* _Task details_: Copy each line from the entries that the word "struct" appears in.

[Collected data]
· · · ·

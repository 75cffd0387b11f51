//! Cart route handlers.
//!
//! Every handler builds a [`CartStore`] for the current request and answers
//! with an HTMX fragment plus an `HX-Trigger` header carrying the
//! `cart-updated` event and/or a toast. Plain form posts are redirected.

use askama::Template;
use askama_web::WebTemplate;
use axum::{
    extract::{Query, State},
    http::{HeaderMap, StatusCode},
    response::{AppendHeaders, IntoResponse, Redirect, Response},
    Form,
};
use serde::Deserialize;
use shophub_core::{CartLine, CartLineId, ProductId};
use tracing::instrument;

use super::products::PLACEHOLDER_IMAGE;
use super::{NavView, is_htmx};
use crate::error::add_breadcrumb;
use crate::filters;
use crate::middleware::CurrentSession;
use crate::notifications::{HxTrigger, Notice, NoticeQuery, Toast};
use crate::services::{CartError, CartStore};
use crate::state::AppState;

/// Cart line display data for templates.
#[derive(Clone)]
pub struct CartLineView {
    pub id: String,
    pub product_id: String,
    pub name: String,
    pub image_url: String,
    pub unit_price: String,
    pub line_total: String,
    pub quantity: u32,
    pub quantity_up: i64,
    pub quantity_down: i64,
}

impl From<&CartLine> for CartLineView {
    fn from(line: &CartLine) -> Self {
        let quantity = line.quantity.get();
        Self {
            id: line.id.to_string(),
            product_id: line.product_id.to_string(),
            name: line.product.name.clone(),
            image_url: line
                .product
                .image_url
                .clone()
                .unwrap_or_else(|| PLACEHOLDER_IMAGE.to_string()),
            unit_price: line.product.price.to_string(),
            line_total: line.line_total().to_string(),
            quantity,
            quantity_up: i64::from(quantity) + 1,
            quantity_down: i64::from(quantity) - 1,
        }
    }
}

/// Cart display data for templates.
#[derive(Clone)]
pub struct CartView {
    pub lines: Vec<CartLineView>,
    pub subtotal: String,
    pub total: String,
    pub item_count: u64,
}

impl CartView {
    fn from_store(store: &CartStore<'_>) -> Self {
        let total = store.cart_total().to_string();
        Self {
            lines: store.lines().iter().map(CartLineView::from).collect(),
            subtotal: total.clone(),
            total,
            item_count: store.cart_count(),
        }
    }

    /// Whether the cart has no lines.
    #[must_use]
    pub fn is_empty(&self) -> bool {
        self.lines.is_empty()
    }
}

/// Cart page template (shell; lines load via HTMX).
#[derive(Template, WebTemplate)]
#[template(path = "cart/show.html")]
pub struct CartShowTemplate {
    pub nav: NavView,
    pub toast: Option<Toast>,
}

/// Cart lines and order summary fragment template.
#[derive(Template, WebTemplate)]
#[template(path = "partials/cart_items.html")]
pub struct CartItemsTemplate {
    pub cart: CartView,
}

/// Cart count badge fragment template.
#[derive(Template, WebTemplate)]
#[template(path = "partials/cart_count.html")]
pub struct CartCountTemplate {
    pub count: u64,
}

/// Form data for adding to cart.
#[derive(Debug, Deserialize)]
pub struct AddToCartForm {
    pub product_id: ProductId,
}

/// Form data for setting a line's quantity.
#[derive(Debug, Deserialize)]
pub struct UpdateCartForm {
    pub line_id: CartLineId,
    pub quantity: i64,
}

/// Form data for removing a line.
#[derive(Debug, Deserialize)]
pub struct RemoveFromCartForm {
    pub line_id: CartLineId,
}

/// Display cart page.
pub async fn show(
    CurrentSession(session): CurrentSession,
    Query(query): Query<NoticeQuery>,
) -> impl IntoResponse {
    CartShowTemplate {
        nav: NavView::new(session.as_ref()),
        toast: query.notice.map(|notice| notice.toast()),
    }
}

/// Cart lines and order summary (HTMX fragment).
#[instrument(skip(state, session))]
pub async fn items(
    State(state): State<AppState>,
    CurrentSession(session): CurrentSession,
) -> Response {
    let (store, error) = CartStore::load(state.backend(), session.as_ref()).await;
    let fragment = CartItemsTemplate {
        cart: CartView::from_store(&store),
    };

    match error {
        Some(e) => (HxTrigger::toast(e.toast()), fragment).into_response(),
        None => fragment.into_response(),
    }
}

/// Add one unit of a product to the cart.
///
/// Answers HTMX with an empty 204 and the `cart-updated` event. Signed-out
/// visitors are sent to the sign-in page.
#[instrument(skip(state, session, headers))]
pub async fn add(
    State(state): State<AppState>,
    CurrentSession(session): CurrentSession,
    headers: HeaderMap,
    Form(form): Form<AddToCartForm>,
) -> Response {
    let htmx = is_htmx(&headers);
    let mut store = CartStore::new(state.backend(), session.as_ref());

    match store.add_to_cart(form.product_id).await {
        Ok(outcome) => {
            let product_id = form.product_id.to_string();
            add_breadcrumb("cart", "Added to cart", Some(&[("product_id", &product_id)]));
            if htmx {
                (
                    StatusCode::NO_CONTENT,
                    HxTrigger::cart_updated().with_toast(outcome.toast()),
                    (),
                )
                    .into_response()
            } else {
                Redirect::to("/cart").into_response()
            }
        }
        Err(CartError::SignInRequired) => {
            let location = Notice::SignInRequired.location("/auth");
            if htmx {
                (
                    StatusCode::NO_CONTENT,
                    AppendHeaders([("HX-Redirect", location)]),
                )
                    .into_response()
            } else {
                Redirect::to(&location).into_response()
            }
        }
        Err(e) => {
            if htmx {
                (StatusCode::NO_CONTENT, HxTrigger::toast(e.toast()), ()).into_response()
            } else {
                Redirect::to("/cart").into_response()
            }
        }
    }
}

/// Set a line's quantity; anything below 1 removes the line.
#[instrument(skip(state, session, headers))]
pub async fn update(
    State(state): State<AppState>,
    CurrentSession(session): CurrentSession,
    headers: HeaderMap,
    Form(form): Form<UpdateCartForm>,
) -> Response {
    let (mut store, error) = CartStore::load(state.backend(), session.as_ref()).await;
    if let Some(e) = error {
        return cart_fragment(&headers, &store, HxTrigger::toast(e.toast()));
    }

    let trigger = match store.update_quantity(form.line_id, form.quantity).await {
        Ok(outcome) => {
            let line_id = form.line_id.to_string();
            add_breadcrumb("cart", "Updated quantity", Some(&[("line_id", &line_id)]));
            HxTrigger::cart_updated().with_toast(outcome.toast())
        }
        Err(e) => HxTrigger::toast(e.toast()),
    };

    cart_fragment(&headers, &store, trigger)
}

/// Remove a line from the cart.
#[instrument(skip(state, session, headers))]
pub async fn remove(
    State(state): State<AppState>,
    CurrentSession(session): CurrentSession,
    headers: HeaderMap,
    Form(form): Form<RemoveFromCartForm>,
) -> Response {
    let (mut store, error) = CartStore::load(state.backend(), session.as_ref()).await;
    if let Some(e) = error {
        return cart_fragment(&headers, &store, HxTrigger::toast(e.toast()));
    }

    let trigger = match store.remove_from_cart(form.line_id).await {
        Ok(outcome) => {
            let line_id = form.line_id.to_string();
            add_breadcrumb("cart", "Removed from cart", Some(&[("line_id", &line_id)]));
            HxTrigger::cart_updated().with_toast(outcome.toast())
        }
        Err(e) => HxTrigger::toast(e.toast()),
    };

    cart_fragment(&headers, &store, trigger)
}

/// Get cart count badge (HTMX fragment).
///
/// Signed out, or when the cart cannot be read, the badge is empty.
#[instrument(skip(state, session))]
pub async fn count(
    State(state): State<AppState>,
    CurrentSession(session): CurrentSession,
) -> impl IntoResponse {
    let (store, _) = CartStore::load(state.backend(), session.as_ref()).await;
    CartCountTemplate {
        count: store.cart_count(),
    }
}

/// Checkout is not offered; the button only explains that.
pub async fn checkout(headers: HeaderMap) -> Response {
    let toast = Toast::info("Checkout unavailable", "Checkout is not available in this store yet");
    if is_htmx(&headers) {
        (StatusCode::NO_CONTENT, HxTrigger::toast(toast), ()).into_response()
    } else {
        Redirect::to("/cart").into_response()
    }
}

fn cart_fragment(headers: &HeaderMap, store: &CartStore<'_>, trigger: HxTrigger) -> Response {
    if !is_htmx(headers) {
        return Redirect::to("/cart").into_response();
    }
    (
        trigger,
        CartItemsTemplate {
            cart: CartView::from_store(store),
        },
    )
        .into_response()
}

· · · ·

* _Task answer_:
pub struct CartLineView {
pub struct CartView {
pub struct CartShowTemplate {
pub struct CartItemsTemplate {
pub struct CartCountTemplate {
pub struct AddToCartForm {
pub struct UpdateCartForm {
pub struct RemoveFromCartForm {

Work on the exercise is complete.